/ Performance  ·  April 5, 2026  ·  4 min read

INP is the metric that actually matters now

Interaction to Next Paint has been the Core Web Vitals metric quietly tanking small business sites since 2024. Here's what it is, how to measure it, and the three things that fix it.

By Rushil Shah
PerformanceWeb DevelopmentSEO

If I audit a small business site in 2026 and one Core Web Vitals metric is red, it’s almost always INP. Not LCP. Not CLS. INP.

Most owners have never heard of it. Worth five minutes to explain what it is, why it matters, and the short list of things that fix it.

What INP measures

Interaction to Next Paint is, roughly, how long it takes between you tapping something and the page visibly reacting. A click, a tap, a keypress — the browser measures the delay before anything on the screen changes in response.

Google’s thresholds:

  • Under 200ms is good. Feels instant.
  • 200–500ms needs work. You’ll notice a hitch.
  • Over 500ms is bad. The page feels broken.

It replaced First Input Delay in 2024 because FID was too easy to pass. FID only measured the very first interaction; INP measures all of them.

Why your site is probably failing it

A site with a slow INP is almost always a site running too much JavaScript on the main thread.

The usual suspects, in rough order of how often I see them:

  • Three or four analytics scripts, each adding their own event listeners.
  • A chat widget (Intercom, Drift, Crisp) loaded on every page instead of only where it’s needed.
  • A cookie banner that blocks interaction until it finishes initialising.
  • A heavy framework hydrating components that don’t actually need to be interactive.
  • A carousel or animation library that runs on every scroll event.

Each one is justifiable in isolation. Together, they mean every tap waits for the main thread to clear. On a mid-range Android phone — which is what most of your users are on — that can easily cost half a second.

How to measure it honestly

Lighthouse is not the right tool. Lighthouse runs on a simulated fast machine and doesn’t capture real interaction patterns.

The two tools to use:

Google Search Console → Core Web Vitals report. This uses actual Chrome user data (CrUX) from real visitors. It’s the only number that matches what Google is ranking on. Look at the mobile report specifically.

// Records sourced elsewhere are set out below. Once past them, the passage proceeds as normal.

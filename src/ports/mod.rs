/// Ports module defining interfaces for hexagonal architecture
///
/// Inbound ports describe what the UI layer may ask of the engine;
/// outbound ports describe what the engine needs from infrastructure.
pub mod inbound;
pub mod outbound;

Chrome DevTools → Performance panel, with CPU throttling set to 4x slowdown. Record a session where you tap three or four things. Look for long tasks on the main thread. Anything over 50ms is a problem; over 200ms is the problem.

Between those two, you’ll know whether INP is a real issue for your site and where the time is going.

The three things that fix it

In the order I try them:

Remove scripts. Open your site’s source and count the third-party <script> tags. For most small business sites, you need analytics and that’s it. The chat widget can load on the contact page only. The remarketing pixel can load on conversion pages only. The A/B testing tool that nobody has looked at in a year can be deleted. Removing five or ten scripts often moves INP more than any other change.

Defer what’s left. Every non-critical script should have defer or async, and ideally load after the main page is interactive. This includes analytics. A delay of a few hundred milliseconds before analytics loads doesn’t change anything that matters and buys you back main-thread time on the first interaction.

Use an islands architecture, or don’t hydrate at all. If you’re on Next.js or similar and shipping a React tree for a mostly-static marketing page, that’s the problem. Astro’s islands model hydrates only the components that actually need JavaScript, which is usually two or three on a marketing site. Switching frameworks is a big lift; if you can’t, at least audit which components are hydrating and why.

What not to do

Don’t install a “speed optimisation” plugin and assume it fixed things. Those plugins mostly add caching, which helps LCP, not INP. INP is a main-thread problem; caching doesn’t solve it.

Don’t buy a faster server. Same reason.

Don’t add an AMP version. AMP is in maintenance mode and Google stopped giving it preferential treatment in 2021.

Why it’s worth the work

The March 2026 core update amplified the gap between sites that pass all three Core Web Vitals and sites that fail any of them. The penalty for a bad INP is no longer mainly about users bouncing — that was already a problem — it’s increasingly about rankings.

For a small business site, that’s usually the difference between showing up on page one for “painter near me” and showing up on page two. Same site, same content, same backlinks. Just faster.